Long before Cape Town’s water crisis, rural villages and small towns all over the country had to contend with an irregular water supply and endless water purification issues.

Towns like Senekal and Clocolan have gone for days without water despite being close neighbours of the Mountain Kingdom, Lesotho, a country with a surplus water supply.

Long before Cape Town’s water crisis, children would run to collect sweets from Father Christmas. Now, those same children will scramble towards a lonely water tanker so that their grandmothers might have water for the day.

The queues will snake, perhaps for kilometers, while the young, fit and strong will elbow the old, weak and sick out of the way as the scramble escalates into a street fight.

Long before Cape Town’s water crisis, we could drink water straight from the tap, and enjoy the cool, refreshing taste of this natural resource to counter the increasing heat of the African sun.

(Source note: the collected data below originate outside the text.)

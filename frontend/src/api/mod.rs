//! `fetch`-backed client for the remote import API.
//!
//! Every request goes to `config::api_base_url()` joined with the endpoint
//! path, carries cookies (`credentials: include`) and, when the token provider
//! has one, an `Authorization: Bearer` header. Multipart bodies are handed to
//! the browser as `FormData` so it can set the boundary itself.

use std::rc::Rc;

use common::api::{authorization_header, endpoint, ApiError, ImportApi, TokenProvider};
use common::model::entity::ImportEntity;
use common::model::responses::{ApiErrorBody, ConfirmPayload, ConfirmResponse, UploadResponse};
use gloo_net::http::{Request, RequestBuilder, Response};
use serde::de::DeserializeOwned;
use wasm_bindgen::JsValue;
use web_sys::{File, FormData, RequestCredentials};

mod token;

pub use token::LocalStorageToken;

#[derive(Clone)]
pub struct HttpImportApi {
    base_url: Rc<str>,
    tokens: Rc<dyn TokenProvider>,
}

impl HttpImportApi {
    pub fn new(base_url: &str, tokens: Rc<dyn TokenProvider>) -> Self {
        Self {
            base_url: Rc::from(base_url),
            tokens,
        }
    }

    fn post(&self, path: &str) -> RequestBuilder {
        let builder =
            Request::post(&endpoint(&self.base_url, path)).credentials(RequestCredentials::Include);
        match authorization_header(self.tokens.as_ref()) {
            Some(value) => builder.header("Authorization", &value),
            None => builder,
        }
    }
}

fn js_error(err: JsValue) -> ApiError {
    ApiError::Request(err.as_string().unwrap_or_else(|| format!("{:?}", err)))
}

/// Reads a success body as `T`, or turns a failure status into `ApiError::Status`
/// carrying the server's `error` message when it sent one.
async fn read_json<T: DeserializeOwned>(response: Response) -> Result<T, ApiError> {
    let status = response.status();
    if !response.ok() {
        let message = response
            .json::<ApiErrorBody>()
            .await
            .ok()
            .and_then(|body| body.error);
        return Err(ApiError::Status { status, message });
    }
    response
        .json::<T>()
        .await
        .map_err(|e| ApiError::Decode(e.to_string()))
}

impl ImportApi for HttpImportApi {
    type Upload = File;

    async fn upload_csv(
        &self,
        entity: ImportEntity,
        file: &File,
    ) -> Result<UploadResponse, ApiError> {
        let form = FormData::new().map_err(js_error)?;
        form.append_with_blob_and_filename("file", file, &file.name())
            .map_err(js_error)?;

        let request = self
            .post(&entity.upload_path())
            .body(form)
            .map_err(|e| ApiError::Request(e.to_string()))?;
        let response = request
            .send()
            .await
            .map_err(|e| ApiError::Network(e.to_string()))?;
        read_json(response).await
    }

    async fn confirm(&self, payload: &ConfirmPayload) -> Result<ConfirmResponse, ApiError> {
        let request = self
            .post(&payload.entity.confirm_path())
            .json(payload)
            .map_err(|e| ApiError::Request(e.to_string()))?;
        let response = request
            .send()
            .await
            .map_err(|e| ApiError::Network(e.to_string()))?;
        read_json(response).await
    }
}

Long before Cape Town’s water crisis, the rich hosed down their pavements and topped up their swimming pools, while the poor walked long distances, pushing rickety wheelbarrows and balancing large containers on their heads to and fro from some communal water supply.

As the water crisis spreads like a disease throughout the country, the rich will own water, purification plants, and sell water at extortionist prices, while the poor will be forced to add water as a line item to an already lean grocery list.

When the taps run dry and stand in our gardens as painful reminders of our wasteful habits, will we decorate them or have them removed to ease our own conscience?